Pascale Ogier Jacques Derrida

Fresh Théorie publie son troisième opus consacré aux « manifestations ». Pouvez-vous nous parler du projet ?


Fresh Théorie est une aventure qui a commencé il y a trois ans, peu après la parution du livre French Theory 2 de François Cusset. Dans ce livre consacré à l’histoire et à l’héritage de la théorie française des années 1960 et 1970, François Cusset mettait le doigt sur un paradoxe : autant cette théorie française est féconde et appréciée aux États-Unis, où elle n’a eu de cesse de nourrir la pensée politique de gauche, avec sa kyrielle de « studies », gender studies, queer studies, postcolonial studies, cultural studies, subaltern studies, etc., autant, en France même, cette théorie est absente, comme le sont ces studies. Peu importent au fond les raisons – contrecoup anti-soixante-huitard, tournant théologique de la phénoménologie française, crise de l’édition des sciences humaines, voire conversion de la gauche de gouvernement à la rigueur dans les années 1980 – le constat était là, et nous avions envie d’y remédier.
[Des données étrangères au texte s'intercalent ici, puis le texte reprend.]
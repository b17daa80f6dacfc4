//! Table source trait definition
//!
//! A table source reads one file into a [`Table`]. Sources are picked by file extension
//! through the [`SourceRegistry`](crate::registry::SourceRegistry), so conversions never
//! care whether the data came from a workbook or a delimited text export.

use crate::error::Result;
use crate::table::Table;
use std::path::Path;

/// Trait for tabular file readers
///
/// Implementors return the first sheet of the file with every cell coerced to text and
/// empty cells as `""`.
///
/// # Examples
///
/// ```ignore
/// struct FixedSource;
///
/// impl TableSource for FixedSource {
///     fn name(&self) -> &str {
///         "fixed"
///     }
///
///     fn extensions(&self) -> &[&str] {
///         &["fixed"]
///     }
///
///     fn read(&self, _path: &Path) -> Result<Table> {
///         Ok(Table::new(vec!["Objetivo".into()], vec![]))
///     }
/// }
/// ```
pub trait TableSource: Send + Sync {
    /// The name of this source (e.g., "spreadsheet", "csv")
    fn name(&self) -> &str;

    /// Optional description of this source
    fn description(&self) -> &str {
        ""
    }

    /// File extensions (lowercase, without the dot) handled by this source
    fn extensions(&self) -> &[&str];

    /// Read the file at `path` into a table
    fn read(&self, path: &Path) -> Result<Table>;
}
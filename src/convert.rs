//! Conversion entry points
//!
//! Each conversion reads one sheet, resolves its columns once, normalizes every row, and
//! writes one JSON document:
//!
//! | conversion                 | input sheet   | output                               |
//! |----------------------------|---------------|--------------------------------------|
//! | [`convert_activities`]     | activities    | `[Objective]` (nested hierarchy)     |
//! | [`convert_tools`]          | tools         | `[ToolRecord]`                       |
//! | [`convert_objectives`]     | objectives    | `[ObjectiveRecord]`, optional id map |
//!
//! The `normalize_*` functions do the same work on an in-memory [`Table`] without touching
//! the filesystem.

use crate::columns::resolve_columns;
use crate::config::{HierarchySettings, ObjectiveSettings, Settings, ToolSettings};
use crate::error::Result;
use crate::hierarchy::{build_hierarchy, ActivityColumns, Objective};
use crate::output::{to_json, write_documents, write_json};
use crate::records::{
    extract_objectives, extract_tools, index_by_id, ObjectiveColumns, ObjectiveRecord,
    ToolColumns, ToolRecord,
};
use crate::registry::SourceRegistry;
use crate::table::Table;
use std::fmt;
use std::path::{Path, PathBuf};
use tracing::info;

/// Which conversion produced a report
#[derive(Debug, Clone, Copy, PartialEq, Eq)]
pub enum ConversionKind {
    Activities,
    Tools,
    Objectives,
}

impl ConversionKind {
    /// What the report's count counts
    pub fn counted(&self) -> &'static str {
        match self {
            ConversionKind::Activities => "objectives",
            ConversionKind::Tools => "tools",
            ConversionKind::Objectives => "objectives",
        }
    }
}

/// Outcome of a successful conversion.
#[derive(Debug, Clone, PartialEq, Eq)]
pub struct ConversionReport {
    pub kind: ConversionKind,
    pub output: PathBuf,
    /// Top-level entries written: objectives for the hierarchy, records otherwise
    pub count: usize,
    /// Where the id-keyed objectives document went, if requested
    pub by_id_output: Option<PathBuf>,
}

impl fmt::Display for ConversionReport {
    fn fmt(&self, f: &mut fmt::Formatter<'_>) -> fmt::Result {
        write!(
            f,
            "JSON written to {} ({} {})",
            self.output.display(),
            self.count,
            self.kind.counted()
        )?;
        if let Some(by_id) = &self.by_id_output {
            write!(f, "; by id: {}", by_id.display())?;
        }
        Ok(())
    }
}

/// Runs conversions with a given reader registry and settings.
pub struct Converter {
    registry: SourceRegistry,
    settings: Settings,
}

impl Converter {
    pub fn new(settings: Settings) -> Self {
        Converter {
            registry: SourceRegistry::with_defaults(),
            settings,
        }
    }

    /// Replace the reader registry
    pub fn with_registry(mut self, registry: SourceRegistry) -> Self {
        self.registry = registry;
        self
    }

    pub fn settings(&self) -> &Settings {
        &self.settings
    }

    /// Activities sheet → nested objective hierarchy
    pub fn activities(&self, input: &Path, output: &Path) -> Result<ConversionReport> {
        let table = self.registry.read(input)?;
        let objectives = normalize_activities(&table, &self.settings.hierarchy)?;
        write_json(output, &objectives)?;

        let practices: usize = objectives.iter().map(|o| o.practices.len()).sum();
        let activities: usize = objectives.iter().map(Objective::activity_count).sum();
        info!(
            input = %input.display(),
            output = %output.display(),
            objectives = objectives.len(),
            practices,
            activities,
            "activities converted"
        );

        Ok(ConversionReport {
            kind: ConversionKind::Activities,
            output: output.to_path_buf(),
            count: objectives.len(),
            by_id_output: None,
        })
    }

    /// Tools sheet → flat tool records
    pub fn tools(&self, input: &Path, output: &Path) -> Result<ConversionReport> {
        let table = self.registry.read(input)?;
        let tools = normalize_tools(&table, &self.settings.tools)?;
        write_json(output, &tools)?;

        info!(
            input = %input.display(),
            output = %output.display(),
            rows = table.len(),
            tools = tools.len(),
            "tools converted"
        );

        Ok(ConversionReport {
            kind: ConversionKind::Tools,
            output: output.to_path_buf(),
            count: tools.len(),
            by_id_output: None,
        })
    }

    /// Objectives sheet → flat objective records, optionally also keyed by id
    ///
    /// Both documents are encoded and their directories created before either file is
    /// written.
    pub fn objectives(
        &self,
        input: &Path,
        output: &Path,
        by_id: Option<&Path>,
    ) -> Result<ConversionReport> {
        let table = self.registry.read(input)?;
        let objectives = normalize_objectives(&table, &self.settings.objectives)?;

        let mut documents = vec![(output, to_json(&objectives)?)];
        if let Some(by_id) = by_id {
            documents.push((by_id, to_json(&index_by_id(&objectives))?));
        }
        write_documents(&documents)?;

        info!(
            input = %input.display(),
            output = %output.display(),
            rows = table.len(),
            objectives = objectives.len(),
            by_id = by_id.is_some(),
            "objectives converted"
        );

        Ok(ConversionReport {
            kind: ConversionKind::Objectives,
            output: output.to_path_buf(),
            count: objectives.len(),
            by_id_output: by_id.map(Path::to_path_buf),
        })
    }
}

/// Build the objective hierarchy from an activities table.
pub fn normalize_activities(
    table: &Table,
    settings: &HierarchySettings,
) -> Result<Vec<Objective>> {
    let resolved = resolve_columns(table.headers(), &settings.columns.specs())?;
    let columns = ActivityColumns::from_resolved(&resolved)?;
    Ok(build_hierarchy(
        table.rows().iter().map(|row| columns.row(row)),
        settings.order,
    ))
}

/// Extract tool records from a tools table.
pub fn normalize_tools(table: &Table, settings: &ToolSettings) -> Result<Vec<ToolRecord>> {
    let resolved = resolve_columns(table.headers(), &settings.columns.specs())?;
    let columns = ToolColumns::from_resolved(&resolved)?;
    Ok(extract_tools(table.rows(), &columns, settings.sort_by_id))
}

/// Extract objective records from an objectives table.
pub fn normalize_objectives(
    table: &Table,
    settings: &ObjectiveSettings,
) -> Result<Vec<ObjectiveRecord>> {
    let resolved = resolve_columns(table.headers(), &settings.columns.specs())?;
    let columns = ObjectiveColumns::from_resolved(&resolved)?;
    Ok(extract_objectives(
        table.rows(),
        &columns,
        settings.sort_by_id,
    ))
}

/// Convert an activities sheet to the nested objective hierarchy.
pub fn convert_activities(
    input: &Path,
    output: &Path,
    settings: &Settings,
) -> Result<ConversionReport> {
    Converter::new(settings.clone()).activities(input, output)
}

/// Convert a tools sheet to tool records.
pub fn convert_tools(input: &Path, output: &Path, settings: &Settings) -> Result<ConversionReport> {
    Converter::new(settings.clone()).tools(input, output)
}

/// Convert an objectives sheet to objective records, optionally writing an id-keyed copy.
pub fn convert_objectives(
    input: &Path,
    output: &Path,
    by_id: Option<&Path>,
    settings: &Settings,
) -> Result<ConversionReport> {
    Converter::new(settings.clone()).objectives(input, output, by_id)
}

#[cfg(test)]
mod tests {
    use super::*;
    use crate::config::load_defaults;
    use crate::source::TableSource;

    fn table(headers: &[&str], rows: &[&[&str]]) -> Table {
        Table::new(
            headers.iter().map(|h| h.to_string()).collect(),
            rows.iter()
                .map(|r| r.iter().map(|c| c.to_string()).collect())
                .collect(),
        )
    }

    #[test]
    fn report_line_names_output_and_count() {
        let report = ConversionReport {
            kind: ConversionKind::Activities,
            output: PathBuf::from("data/actividades.json"),
            count: 3,
            by_id_output: None,
        };
        assert_eq!(
            report.to_string(),
            "JSON written to data/actividades.json (3 objectives)"
        );

        let report = ConversionReport {
            kind: ConversionKind::Objectives,
            output: PathBuf::from("out.json"),
            count: 1,
            by_id_output: Some(PathBuf::from("by_id.json")),
        };
        assert_eq!(
            report.to_string(),
            "JSON written to out.json (1 objectives); by id: by_id.json"
        );
    }

    #[test]
    fn activities_without_capability_column_have_null_levels() {
        let settings = load_defaults().unwrap();
        let table = table(
            &[
                "ID Objetivo",
                "Objetivo",
                "ID Practica",
                "Practica",
                "Actividad",
                "Herramienta",
                "Justificación Tecnica",
                "Observaciones",
                "Integracion con otra Herramienta",
            ],
            &[&["EDM01", "Governance", "EDM01.01", "Evaluate", "1. Review", "GLPI", "", "", ""]],
        );

        let objectives = normalize_activities(&table, &settings.hierarchy).unwrap();
        let activity = &objectives[0].practices[0].activities[0];
        assert_eq!(activity.id, "EDM01-P01-A01");
        assert_eq!(activity.capability_level, None);
        assert_eq!(activity.description, "Review");
    }

    #[test]
    fn converter_reads_through_its_registry() {
        struct FixedSource;

        impl TableSource for FixedSource {
            fn name(&self) -> &str {
                "fixed"
            }

            fn extensions(&self) -> &[&str] {
                &["fixed"]
            }

            fn read(&self, _path: &Path) -> Result<Table> {
                Ok(table(
                    &[
                        "ID (Nombre)",
                        "Tipo de herramienta",
                        "Categoría",
                        "Descripción",
                        "Casos de uso",
                    ],
                    &[&["GLPI", "Open source", "ITSM", "Inventario", "Tickets"]],
                ))
            }
        }

        let mut registry = SourceRegistry::new();
        registry.register(FixedSource);
        let converter = Converter::new(load_defaults().unwrap()).with_registry(registry);
        assert!(converter.settings().tools.sort_by_id);

        let dir = tempfile::tempdir().unwrap();
        let output = dir.path().join("herramientas.json");
        let report = converter.tools(Path::new("sheet.fixed"), &output).unwrap();
        assert_eq!(report.kind, ConversionKind::Tools);
        assert_eq!(report.count, 1);
        assert!(output.exists());

        let err = converter
            .tools(Path::new("sheet.csv"), &output)
            .expect_err("only the fixed source is registered");
        assert!(matches!(err, crate::error::ConvertError::UnsupportedInput { .. }));
    }

    #[test]
    fn missing_columns_abort_normalization() {
        let settings = load_defaults().unwrap();
        let table = table(&["ID (Nombre)", "Categoría"], &[]);

        let err = normalize_tools(&table, &settings.tools).unwrap_err();
        assert_eq!(
            err.missing_columns(),
            vec!["tool_type", "description", "use_cases"]
        );
    }
}
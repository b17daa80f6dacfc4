//! Property-based tests for the hierarchy builder
//!
//! Random activity sheets (a few objectives, a few practices, numbered or unnumbered
//! practice ids) are folded and checked against the grouping and id rules.

use govsheet::hierarchy::{build_hierarchy, ActivityRow, Objective, ObjectiveOrder};
use proptest::prelude::*;
use std::collections::BTreeSet;

/// (objective, practice, practice id carries digits)
type RowShape = (usize, usize, bool);

fn sheet_strategy() -> impl Strategy<Value = Vec<RowShape>> {
    prop::collection::vec((0usize..3, 0usize..3, any::<bool>()), 0..40)
}

fn owned_rows(shape: &[RowShape]) -> Vec<Vec<String>> {
    shape
        .iter()
        .enumerate()
        .map(|(i, &(o, p, numbered))| {
            vec![
                format!("O{o}"),
                format!("Objective {o}"),
                if numbered {
                    format!("O{o}.{}", p + 1)
                } else {
                    String::new()
                },
                format!("Practice {p}"),
                format!("{}. task {i}", p + 1),
            ]
        })
        .collect()
}

fn activity_rows(owned: &[Vec<String>]) -> Vec<ActivityRow<'_>> {
    owned
        .iter()
        .map(|r| ActivityRow {
            objective_code: &r[0],
            objective_name: &r[1],
            practice_id: &r[2],
            practice_name: &r[3],
            description: &r[4],
            ..ActivityRow::default()
        })
        .collect()
}

fn task_index(description: &str) -> usize {
    description
        .strip_prefix("task ")
        .and_then(|n| n.parse().ok())
        .expect("description keeps the task number")
}

fn find<'a>(objectives: &'a [Objective], id: &str) -> Vec<&'a Objective> {
    objectives.iter().filter(|o| o.id == id).collect()
}

proptest! {
    #[test]
    fn every_row_lands_in_exactly_one_objective(shape in sheet_strategy()) {
        let owned = owned_rows(&shape);
        let objectives = build_hierarchy(activity_rows(&owned), ObjectiveOrder::Encounter);

        let total: usize = objectives.iter().map(Objective::activity_count).sum();
        prop_assert_eq!(total, shape.len());

        for o in 0..3 {
            let expected: BTreeSet<usize> = shape
                .iter()
                .enumerate()
                .filter(|(_, s)| s.0 == o)
                .map(|(i, _)| i)
                .collect();
            let matches = find(&objectives, &format!("O{o}"));

            if expected.is_empty() {
                prop_assert!(matches.is_empty());
                continue;
            }
            prop_assert_eq!(matches.len(), 1);

            let found: BTreeSet<usize> = matches[0]
                .practices
                .iter()
                .flat_map(|p| p.activities.iter())
                .map(|a| task_index(&a.description))
                .collect();
            prop_assert_eq!(found, expected);
        }
    }

    #[test]
    fn activity_ids_follow_row_order(shape in sheet_strategy()) {
        let owned = owned_rows(&shape);
        let objectives = build_hierarchy(activity_rows(&owned), ObjectiveOrder::Encounter);

        for practice in objectives.iter().flat_map(|o| o.practices.iter()) {
            let mut previous = None;
            for (position, activity) in practice.activities.iter().enumerate() {
                prop_assert_eq!(
                    &activity.id,
                    &format!("{}-A{:02}", practice.id, position + 1)
                );
                let index = task_index(&activity.description);
                prop_assert!(previous.map_or(true, |p| p < index));
                previous = Some(index);
            }
        }
    }

    #[test]
    fn numbered_practices_take_their_digits(shape in sheet_strategy()) {
        let owned = owned_rows(&shape);
        let objectives = build_hierarchy(activity_rows(&owned), ObjectiveOrder::Encounter);

        for &(o, p, _) in shape.iter().filter(|s| s.2) {
            let objective = find(&objectives, &format!("O{o}"))[0];
            let expected_id = format!("O{o}-P{:02}", p + 1);
            let expected_name = format!("Practice {p}");
            prop_assert!(
                objective
                    .practices
                    .iter()
                    .any(|practice| practice.id == expected_id && practice.name == expected_name),
                "missing practice {} in {}",
                expected_id,
                objective.id
            );
        }
    }

    #[test]
    fn encounter_order_follows_first_appearance(shape in sheet_strategy()) {
        let owned = owned_rows(&shape);
        let objectives = build_hierarchy(activity_rows(&owned), ObjectiveOrder::Encounter);

        let mut first_seen: Vec<String> = Vec::new();
        for &(o, _, _) in &shape {
            let id = format!("O{o}");
            if !first_seen.contains(&id) {
                first_seen.push(id);
            }
        }
        let ids: Vec<String> = objectives.iter().map(|o| o.id.clone()).collect();
        prop_assert_eq!(ids, first_seen);
    }

    #[test]
    fn by_id_order_is_sorted(shape in sheet_strategy()) {
        let owned = owned_rows(&shape);
        let objectives = build_hierarchy(activity_rows(&owned), ObjectiveOrder::ById);

        let ids: Vec<String> = objectives.iter().map(|o| o.id.clone()).collect();
        let mut sorted = ids.clone();
        sorted.sort();
        prop_assert_eq!(ids, sorted);
    }
}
Plus exactement, Christophe Kihm et moi-même avions le sentiment qu’il était possible d’y remédier, tant la pensée française nous semblait, de fait, riche et vivante, notamment la pensée représentée par les intellectuels d’une trentaine d’années, lecteurs attentifs de la pensée anglo-saxonne, fins connaisseurs de Slavoj Žižek, Judith Butler et Stuart Hall pour les uns, disciples d’Alain Badiou ou de Jacques Rancière pour les autres, mais aussi, mais surtout, amateurs éclairés d’art contemporain, un domaine où, précisément, la pensée française des années 1960 et 1970 n’a cessé d’être lue et activée.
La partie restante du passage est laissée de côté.